The bank joins other companies in responding to climate change

Barr called it dangerous to police the allocation of credit. (Photo By Bill Clark/CQ Roll Call)
Barr called it dangerous to police the allocation of credit. (Photo By Bill Clark/CQ Roll Call) (CQ Roll Call)

JPMorgan Chase & Co., the largest U.S. bank, said it will restrict funding for the coal industry over the next four years and cease financing oil and gas development in the Arctic, including parts of Alaska, to help spur a “clean energy transition.”

The New York-based bank with more than $2.7 trillion in assets committed itself to stop providing “lending, capital markets or advisory services to companies deriving the majority of their revenues from the extraction of coal, and by 2024, phasing out remaining credit exposure to such companies,” it said in a statement Tuesday.
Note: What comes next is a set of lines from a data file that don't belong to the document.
//! Mapping-Profile: logische Eingabe → Zielpfade
//!
//! Profile sind Daten. Overrides erzeugen immer eine neue Instanz, die
//! Basistabelle bleibt unverändert.

use crate::controller::LogicalInput;
use std::collections::{BTreeMap, HashMap};
use std::fmt;

/// Für das Ziel bedeutungsvoller Pfad oder Code, für die Engine opak
#[derive(Debug, Clone, PartialEq, Eq, Hash, PartialOrd, Ord)]
pub struct NativeToken(String);

impl NativeToken {
    pub fn new(token: impl Into<String>) -> Self {
        Self(token.into())
    }

    pub fn as_str(&self) -> &str {
        &self.0
    }
}

impl From<&str> for NativeToken {
    fn from(token: &str) -> Self {
        Self(token.to_string())
    }
}

impl From<String> for NativeToken {
    fn from(token: String) -> Self {
        Self(token)
    }
}

impl fmt::Display for NativeToken {
    fn fmt(&self, f: &mut fmt::Formatter<'_>) -> fmt::Result {
        f.write_str(&self.0)
    }
}

/// Geordnete Zuordnung von logischen Eingaben zu einem oder mehreren Tokens
///
/// Mehrere Tokens pro Eingabe sind gleichzeitig aktiv (ODER-Semantik).
#[derive(Debug, Clone, PartialEq, Eq)]
pub struct MappingProfile {
    name: String,
    entries: BTreeMap<LogicalInput, Vec<NativeToken>>,
}

impl MappingProfile {
    pub fn new(name: impl Into<String>) -> Self {
        Self {
            name: name.into(),
            entries: BTreeMap::new(),
        }
    }

    /// Baut ein Profil aus einer statischen Tabelle
    pub fn from_table(name: impl Into<String>, table: &[(LogicalInput, &[&str])]) -> Self {
        let mut profile = Self::new(name);
        for (input, tokens) in table {
            let slot = profile.entries.entry(*input).or_default();
            slot.extend(tokens.iter().map(|t| NativeToken::from(*t)));
        }
        profile
    }

    pub fn name(&self) -> &str {
        &self.name
    }

    pub fn get(&self, input: LogicalInput) -> &[NativeToken] {
        self.entries.get(&input).map(Vec::as_slice).unwrap_or(&[])
    }

    /// Steht `token` unter `input`?
    pub fn binds(&self, input: LogicalInput, token: &str) -> bool {
        self.get(input).iter().any(|t| t.as_str() == token)
    }

    pub fn contains(&self, input: LogicalInput) -> bool {
        self.entries.contains_key(&input)
    }

    pub fn len(&self) -> usize {
        self.entries.len()
    }

    pub fn is_empty(&self) -> bool {
        self.entries.is_empty()
    }

    /// Einträge in Katalogreihenfolge
    pub fn iter(&self) -> impl Iterator<Item = (LogicalInput, &[NativeToken])> {
        self.entries.iter().map(|(k, v)| (*k, v.as_slice()))
    }

    /// Sucht die logische Eingabe, die auf `token` zeigt
    pub fn input_for(&self, token: &str) -> Option<LogicalInput> {
        self.entries
            .iter()
            .find(|(_, tokens)| tokens.iter().any(|t| t.as_str() == token))
            .map(|(input, _)| *input)
    }

    /// Neues Profil mit ersetztem Eintrag
    pub fn with_entry(&self, input: LogicalInput, tokens: Vec<NativeToken>) -> Self {
        let mut next = self.clone();
        next.entries.insert(input, tokens);
        next
    }

    /// Neues Profil, in dem die Einträge zweier Eingaben getauscht sind
    pub fn with_swapped(&self, a: LogicalInput, b: LogicalInput) -> Self {
        let mut next = self.clone();
        let first = next.entries.remove(&a);
        let second = next.entries.remove(&b);
        if let Some(tokens) = first {
            next.entries.insert(b, tokens);
        }
        if let Some(tokens) = second {
            next.entries.insert(a, tokens);
        }
        next
    }

    /// Neues Profil mit allen Overrides angewendet
    pub fn with_overrides(&self, overrides: &HashMap<LogicalInput, Vec<NativeToken>>) -> Self {
        let mut next = self.clone();
        for (input, tokens) in overrides {
            next.entries.insert(*input, tokens.clone());
        }
        next
    }

    pub fn renamed(&self, name: impl Into<String>) -> Self {
        let mut next = self.clone();
        next.name = name.into();
        next
    }
}

/// Positiver Zielpfad → negativer Gegenpfad für Achsenpaare
#[derive(Debug, Clone, Default, PartialEq, Eq)]
pub struct ReverseAxisTable {
    pairs: HashMap<String, String>,
}

impl ReverseAxisTable {
    pub fn from_pairs(pairs: &[(&str, &str)]) -> Self {
        Self {
            pairs: pairs
                .iter()
                .map(|(pos, neg)| (pos.to_string(), neg.to_string()))
                .collect(),
        }
    }

    pub fn negative_of(&self, positive: &str) -> Option<&str> {
        self.pairs.get(positive).map(String::as_str)
    }

    pub fn positive_of(&self, negative: &str) -> Option<&str> {
        self.pairs
            .iter()
            .find(|(_, neg)| neg.as_str() == negative)
            .map(|(pos, _)| pos.as_str())
    }

    pub fn is_empty(&self) -> bool {
        self.pairs.is_empty()
    }
}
JPMorgan Chase said it won’t provide project financing to develop any new coal-fired power plants, or refinance existing ones, unless they utilize carbon capture technology. And it won’t provide project financing “where the proceeds will be used for new oil and gas development in the Arctic,” it said.

Pressure from Democrats

The announcement comes about a month after a group of 15 Democratic senators and independent Sen. Bernie Sanders of Vermont, a candidate for the Democratic presidential nomination, wrote to the CEOs of the nation’s biggest banks, including JPMorgan Chase, urging them to stop financing oil and gas drilling and exploration in the Arctic National Wildlife Refuge. Republican lawmakers denounced the Democrats’ arguments as uninformed.

Republican Rep. Andy Barr of Kentucky, one of the largest coal-producing states, told CQ Roll Call in an interview that he’s concerned by JPMorgan Chase’s action.
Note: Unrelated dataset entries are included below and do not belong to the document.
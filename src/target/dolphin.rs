//! Dolphin (GameCube/Wii)
//!
//! Pfade sind `GCPad<n>/...` bzw. `Wiimote<n>/...`, Werte stehen in
//! Backticks (`` `Button A` ``).

use super::{DeviceContext, PeripheralType};
use crate::controller::{InputTechnology, LogicalInput};
use crate::mapping::encoder::{AxisSign, HatDirection, NativeBinding};
use crate::mapping::hotkey::HotkeyAction;
use crate::mapping::keyboard::KeyToken;
use crate::mapping::mouse::MouseAxis;
use crate::mapping::profile::{MappingProfile, NativeToken, ReverseAxisTable};
use crate::mapping::xinput::XControl;

use LogicalInput::*;

const KEYBOARD_DEVICE: &str = "DInput/0/Keyboard Mouse";

/// SIDevice-Wert für einen Standard-Controller
const SI_STANDARD_CONTROLLER: &str = "6";

const GAMECUBE: &[(LogicalInput, &[&str])] = &[
    (Up, &["D-Pad/Up"]),
    (Down, &["D-Pad/Down"]),
    (Left, &["D-Pad/Left"]),
    (Right, &["D-Pad/Right"]),
    (South, &["Buttons/A"]),
    (West, &["Buttons/B"]),
    (East, &["Buttons/X"]),
    (North, &["Buttons/Y"]),
    (RightShoulder, &["Buttons/Z"]),
    (Start, &["Buttons/Start"]),
    (LeftTrigger, &["Triggers/L", "Triggers/L-Analog"]),
    (RightTrigger, &["Triggers/R", "Triggers/R-Analog"]),
    (LeftStickUp, &["Main Stick/Up"]),
    (LeftStickDown, &["Main Stick/Down"]),
    (LeftStickLeft, &["Main Stick/Left"]),
    (LeftStickRight, &["Main Stick/Right"]),
    (RightStickUp, &["C-Stick/Up"]),
    (RightStickDown, &["C-Stick/Down"]),
    (RightStickLeft, &["C-Stick/Left"]),
    (RightStickRight, &["C-Stick/Right"]),
];

const CLASSIC: &[(LogicalInput, &[&str])] = &[
    (Up, &["Classic/D-Pad/Up"]),
    (Down, &["Classic/D-Pad/Down"]),
    (Left, &["Classic/D-Pad/Left"]),
    (Right, &["Classic/D-Pad/Right"]),
    (South, &["Classic/Buttons/B"]),
    (East, &["Classic/Buttons/A"]),
    (West, &["Classic/Buttons/Y"]),
    (North, &["Classic/Buttons/X"]),
    (LeftShoulder, &["Classic/Buttons/ZL"]),
    (RightShoulder, &["Classic/Buttons/ZR"]),
    (LeftTrigger, &["Classic/Triggers/L", "Classic/Triggers/L-Analog"]),
    (RightTrigger, &["Classic/Triggers/R", "Classic/Triggers/R-Analog"]),
    (Start, &["Classic/Buttons/+"]),
    (Select, &["Classic/Buttons/-"]),
    (Guide, &["Classic/Buttons/Home"]),
    (LeftStickUp, &["Classic/Left Stick/Up"]),
    (LeftStickDown, &["Classic/Left Stick/Down"]),
    (LeftStickLeft, &["Classic/Left Stick/Left"]),
    (LeftStickRight, &["Classic/Left Stick/Right"]),
    (RightStickUp, &["Classic/Right Stick/Up"]),
    (RightStickDown, &["Classic/Right Stick/Down"]),
    (RightStickLeft, &["Classic/Right Stick/Left"]),
    (RightStickRight, &["Classic/Right Stick/Right"]),
];

const WIIMOTE: &[(LogicalInput, &[&str])] = &[
    (Up, &["D-Pad/Up"]),
    (Down, &["D-Pad/Down"]),
    (Left, &["D-Pad/Left"]),
    (Right, &["D-Pad/Right"]),
    (South, &["Buttons/A"]),
    (East, &["Buttons/B"]),
    (West, &["Buttons/1"]),
    (North, &["Buttons/2"]),
    (Start, &["Buttons/+"]),
    (Select, &["Buttons/-"]),
    (Guide, &["Buttons/Home"]),
    (RightShoulder, &["Shake/Z"]),
    (LeftStickUp, &["Tilt/Forward"]),
    (LeftStickDown, &["Tilt/Backward"]),
    (LeftStickLeft, &["Tilt/Left"]),
    (LeftStickRight, &["Tilt/Right"]),
    (RightStickUp, &["IR/Up"]),
    (RightStickDown, &["IR/Down"]),
    (RightStickLeft, &["IR/Left"]),
    (RightStickRight, &["IR/Right"]),
];

/// Nunchuk ersetzt Tilt durch den Nunchuk-Stick und belegt C/Z
const NUNCHUK: &[(LogicalInput, &[&str])] = &[
    (LeftShoulder, &["Nunchuk/Buttons/C"]),
    (LeftTrigger, &["Nunchuk/Buttons/Z"]),
    (RightShoulder, &["Nunchuk/Shake/Z"]),
    (LeftStickUp, &["Nunchuk/Stick/Up"]),
    (LeftStickDown, &["Nunchuk/Stick/Down"]),
    (LeftStickLeft, &["Nunchuk/Stick/Left"]),
    (LeftStickRight, &["Nunchuk/Stick/Right"]),
];

const GAMECUBE_AXES: &[(&str, &str)] = &[
    ("Main Stick/Down", "Main Stick/Up"),
    ("Main Stick/Right", "Main Stick/Left"),
    ("C-Stick/Down", "C-Stick/Up"),
    ("C-Stick/Right", "C-Stick/Left"),
];

const CLASSIC_AXES: &[(&str, &str)] = &[
    ("Classic/Left Stick/Down", "Classic/Left Stick/Up"),
    ("Classic/Left Stick/Right", "Classic/Left Stick/Left"),
    ("Classic/Right Stick/Down", "Classic/Right Stick/Up"),
    ("Classic/Right Stick/Right", "Classic/Right Stick/Left"),
];

const WIIMOTE_AXES: &[(&str, &str)] = &[
    ("Tilt/Backward", "Tilt/Forward"),
    ("Tilt/Right", "Tilt/Left"),
    ("IR/Down", "IR/Up"),
    ("IR/Right", "IR/Left"),
];

const NUNCHUK_AXES: &[(&str, &str)] = &[
    ("Nunchuk/Stick/Down", "Nunchuk/Stick/Up"),
    ("Nunchuk/Stick/Right", "Nunchuk/Stick/Left"),
    ("IR/Down", "IR/Up"),
    ("IR/Right", "IR/Left"),
];

pub(super) fn profile(peripheral: PeripheralType) -> Option<MappingProfile> {
    match peripheral {
        PeripheralType::GameCube => Some(MappingProfile::from_table("dolphin/gamecube", GAMECUBE)),
        PeripheralType::Classic => Some(MappingProfile::from_table("dolphin/classic", CLASSIC)),
        PeripheralType::Wiimote => Some(MappingProfile::from_table("dolphin/wiimote", WIIMOTE)),
        PeripheralType::Nunchuk => {
            let mut profile = MappingProfile::from_table("dolphin/nunchuk", WIIMOTE);
            for (input, tokens) in NUNCHUK {
                let tokens = tokens.iter().map(|t| NativeToken::from(*t)).collect();
                profile = profile.with_entry(*input, tokens);
            }
            Some(profile)
        }
        PeripheralType::Gamepad | PeripheralType::Guitar | PeripheralType::LightGun => None,
    }
}

pub(super) fn reverse_axes(peripheral: PeripheralType) -> ReverseAxisTable {
    match peripheral {
        PeripheralType::GameCube => ReverseAxisTable::from_pairs(GAMECUBE_AXES),
        PeripheralType::Classic => ReverseAxisTable::from_pairs(CLASSIC_AXES),
        PeripheralType::Wiimote => ReverseAxisTable::from_pairs(WIIMOTE_AXES),
        PeripheralType::Nunchuk => ReverseAxisTable::from_pairs(NUNCHUK_AXES),
        PeripheralType::Gamepad | PeripheralType::Guitar | PeripheralType::LightGun => {
            ReverseAxisTable::default()
        }
    }
}

fn section(ctx: &DeviceContext<'_>) -> String {
    match ctx.peripheral {
        PeripheralType::GameCube => format!("GCPad{}", ctx.player()),
        _ => format!("Wiimote{}", ctx.player()),
    }
}

pub(super) fn path(ctx: &DeviceContext<'_>, token: &NativeToken) -> String {
    format!("{}/{}", section(ctx), token)
}

/// Dolphin-Gerätestring, z.B. `SDL/1/USB Gamepad`
pub fn device_string(ctx: &DeviceContext<'_>) -> String {
    let device = ctx.device;
    match device.technology {
        InputTechnology::XInput => format!("XInput/{}/Gamepad", device.native_index),
        InputTechnology::Sdl => format!("SDL/{}/{}", ctx.identity.offset, device.name),
        InputTechnology::DirectInput => format!("DInput/{}/{}", ctx.identity.offset, device.name),
        InputTechnology::Keyboard | InputTechnology::Mouse => KEYBOARD_DEVICE.to_string(),
    }
}

pub(super) fn device_entries(ctx: &DeviceContext<'_>) -> Vec<(String, String)> {
    let section = section(ctx);
    let mut entries = vec![(format!("{}/Device", section), device_string(ctx))];
    match ctx.peripheral {
        PeripheralType::GameCube => entries.push((
            format!("Core/SIDevice{}", ctx.player().saturating_sub(1)),
            SI_STANDARD_CONTROLLER.to_string(),
        )),
        peripheral => {
            let extension = match peripheral {
                PeripheralType::Classic => "Classic",
                PeripheralType::Nunchuk => "Nunchuk",
                _ => "None",
            };
            entries.push((format!("{}/Source", section), "1".to_string()));
            entries.push((format!("{}/Extension", section), extension.to_string()));
        }
    }
    entries
}

fn xinput_name(control: XControl, sign: Option<AxisSign>) -> String {
    let symbol = |s: Option<AxisSign>| s.map(AxisSign::symbol).unwrap_or('+');
    match control {
        XControl::A => "Button A".to_string(),
        XControl::B => "Button B".to_string(),
        XControl::X => "Button X".to_string(),
        XControl::Y => "Button Y".to_string(),
        XControl::LeftShoulder => "Shoulder L".to_string(),
        XControl::RightShoulder => "Shoulder R".to_string(),
        XControl::Back => "Back".to_string(),
        XControl::Start => "Start".to_string(),
        XControl::LeftThumb => "Thumb L".to_string(),
        XControl::RightThumb => "Thumb R".to_string(),
        XControl::Guide => "Guide".to_string(),
        XControl::DPadUp => "Pad N".to_string(),
        XControl::DPadDown => "Pad S".to_string(),
        XControl::DPadLeft => "Pad W".to_string(),
        XControl::DPadRight => "Pad E".to_string(),
        XControl::LeftX => format!("Left X{}", symbol(sign)),
        XControl::RightX => format!("Right X{}", symbol(sign)),
        // XInput meldet "oben" als positives Y
        XControl::LeftY => format!("Left Y{}", symbol(sign.map(AxisSign::flipped))),
        XControl::RightY => format!("Right Y{}", symbol(sign.map(AxisSign::flipped))),
        XControl::LeftTrigger => "Trigger L".to_string(),
        XControl::RightTrigger => "Trigger R".to_string(),
    }
}

fn hat_letter(direction: HatDirection) -> char {
    match direction {
        HatDirection::Up => 'N',
        HatDirection::Right => 'E',
        HatDirection::Down => 'S',
        HatDirection::Left => 'W',
    }
}

pub(super) fn format_binding(binding: &NativeBinding) -> Option<String> {
    let inner = match binding {
        NativeBinding::XInput(slot) => xinput_name(slot.control, slot.sign),
        NativeBinding::Button(index) => format!("Button {}", index),
        NativeBinding::Hat { hat, direction } => format!("Hat {} {}", hat, hat_letter(*direction)),
        NativeBinding::Axis { index, sign } => format!("Axis {}{}", index, sign.symbol()),
        NativeBinding::Key(key) => key.to_string(),
        NativeBinding::MouseButton(button) => format!("Click {}", button.saturating_sub(1)),
        NativeBinding::MouseAxis { axis, sign } => {
            let axis = match axis {
                MouseAxis::X => 'X',
                MouseAxis::Y => 'Y',
            };
            format!("Axis {}{}", axis, sign.symbol())
        }
    };
    Some(format!("`{}`", inner))
}

/// Vollqualifizierte Tastatur-Taste, damit sie auch am Pad-Gerät greift
pub(super) fn format_keyboard_fallback(key: KeyToken) -> String {
    format!("`{}:{}`", KEYBOARD_DEVICE, key)
}

pub(super) fn hotkey_path(action: HotkeyAction) -> Option<&'static str> {
    let path = match action {
        HotkeyAction::LoadState => "Hotkeys/Load State/Load from Selected Slot",
        HotkeyAction::SaveState => "Hotkeys/Save State/Save to Selected Slot",
        HotkeyAction::SlotUp => "Hotkeys/Other State Hotkeys/Increase Selected State Slot",
        HotkeyAction::SlotDown => "Hotkeys/Other State Hotkeys/Decrease Selected State Slot",
        HotkeyAction::DiskSelect => "Hotkeys/General/Change Disc",
        HotkeyAction::Screenshot => "Hotkeys/General/Take Screenshot",
        HotkeyAction::FastForward => "Hotkeys/Emulation Speed/Disable Emulation Speed Limit",
        HotkeyAction::Pause => "Hotkeys/General/Toggle Pause",
        HotkeyAction::Exit => "Hotkeys/General/Exit",
        HotkeyAction::HelpToggle | HotkeyAction::Rewind => return None,
    };
    Some(path)
}

pub(super) fn hotkey_entries(ctx: &DeviceContext<'_>) -> Vec<(String, String)> {
    vec![("Hotkeys/Device".to_string(), device_string(ctx))]
}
“The hard-working people of Kentucky deserve access to capital just like everybody else,” he said. “It is very dangerous to start politicizing the allocation of credit.”

Barr, a member of the House Financial Services Committee, said JPMorgan Chase is being pressured by “radical” environmental groups that are less interested in curbing carbon emissions than in shaming the financial industry.
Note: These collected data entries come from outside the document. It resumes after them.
/// Achsen-Index eines Hats, korrigiert um den Hat-Fix des Produkts
///
/// `None`, wenn das Gerät weniger Hats meldet. `hat_count == 0` heißt unbekannt.
pub fn hat_axis_index(device: &DeviceDescriptor, hat: u8, direction: HatDirection) -> Option<u8> {
    if device.hat_count > 0 && hat >= device.hat_count {
        return None;
    }
    let naive = device.axis_count as u16 + hat as u16 * 2 + direction.is_vertical() as u16;
    let fixed = naive.saturating_sub(hat_fix_offset(device.product_id) as u16);
    u8::try_from(fixed).ok()
}

pub struct SdlEncoder<'a> {
    database: &'a CommunityDatabase,
    hat_mode: HatMode,
}

impl<'a> SdlEncoder<'a> {
    pub fn new(database: &'a CommunityDatabase, hat_mode: HatMode) -> Self {
        Self { database, hat_mode }
    }

    pub fn database(&self) -> &'a CommunityDatabase {
        self.database
    }

    /// Übersetzt mit einem bereits gefundenen (oder generischen) Eintrag
    pub fn encode_entry(
        &self,
        entry: &DbEntry,
        input: LogicalInput,
        device: &DeviceDescriptor,
    ) -> Encoded {
        let Some(raw) = role_for(input).and_then(|role| entry.binding(role)) else {
            return Encoded::Unbound;
        };
        self.convert(raw, input, device).into()
    }

    fn convert(
        &self,
        raw: RawBinding,
        input: LogicalInput,
        device: &DeviceDescriptor,
    ) -> Option<NativeBinding> {
        match raw {
            RawBinding::Button(index) => Some(NativeBinding::Button(index)),
            RawBinding::Hat { hat, mask } => {
                let direction = HatDirection::from_mask(mask)?;
                match self.hat_mode {
                    HatMode::Native => Some(NativeBinding::Hat { hat, direction }),
                    HatMode::AsAxes => Some(NativeBinding::Axis {
                        index: hat_axis_index(device, hat, direction)?,
                        sign: direction.sign(),
                    }),
                }
            }
            RawBinding::Axis {
                index,
                half,
                inverted,
            } => {
                let wanted = input
                    .stick_half()
                    .map(|(_, positive)| AxisSign::from_positive(positive))
                    .unwrap_or(AxisSign::Positive);
                let sign = half.unwrap_or(wanted);
                let sign = if inverted { sign.flipped() } else { sign };
                Some(NativeBinding::Axis { index, sign })
            }
        }
    }
}
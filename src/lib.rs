//! padbind
//!
//! Übersetzt eine geräteunabhängige Eingabebeschreibung in die nativen
//! Bindings eines Emulators, für bis zu acht Geräte gemischter Technologie.
//!
//! ```text
//! DeviceDescriptor ──► identity ──► overrides ──► encoder ──► target ──► BindingSink
//! ```

pub mod config;
pub mod controller;
pub mod mapping;
pub mod target;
BlackRock Inc. CEO Larry Fink sent a letter to CEOs last month urging them to address climate change and related risks, and predicted a shift in capital allocation because of climate risks and impacts. BlackRock, which oversees more than $7 trillion as the world’s largest asset manager, announced it would increase sustainable investing and exit certain investments related to thermal coal.

Since then, companies including Amazon.com Inc., Microsoft Corp. and Delta Air Lines Inc. have announced plans to address climate change and reduce or offset greenhouse gas emissions.

JPMorgan Chase’s action also follows Goldman Sachs, which late last year pledged to “decline any financing transaction that directly supports new upstream Arctic oil exploration or development,” including in the Arctic National Wildlife Refuge.

Environmentalists’ support

Rainforest Action Network said JP Morgan Chase’s announcement is a “step forward” but falls short of Goldman Sachs’ pledge, which ruled out funding not only for oil and gas development in the Arctic, but declined financing for exploration, too.

“The fact that even the world’s worst fossil fuel banker wants nothing to do with Arctic refuge drilling shows just how toxic an investment it would be,” Sierra Club campaign representative Ben Cushing said of the JPMorgan Chase announcement. “Now that Chase and Goldman Sachs have drawn a line in the sand, all eyes are on Wells Fargo, Citi, Morgan Stanley, and Bank of America,” he said.

Laura Weiss contributed to this report.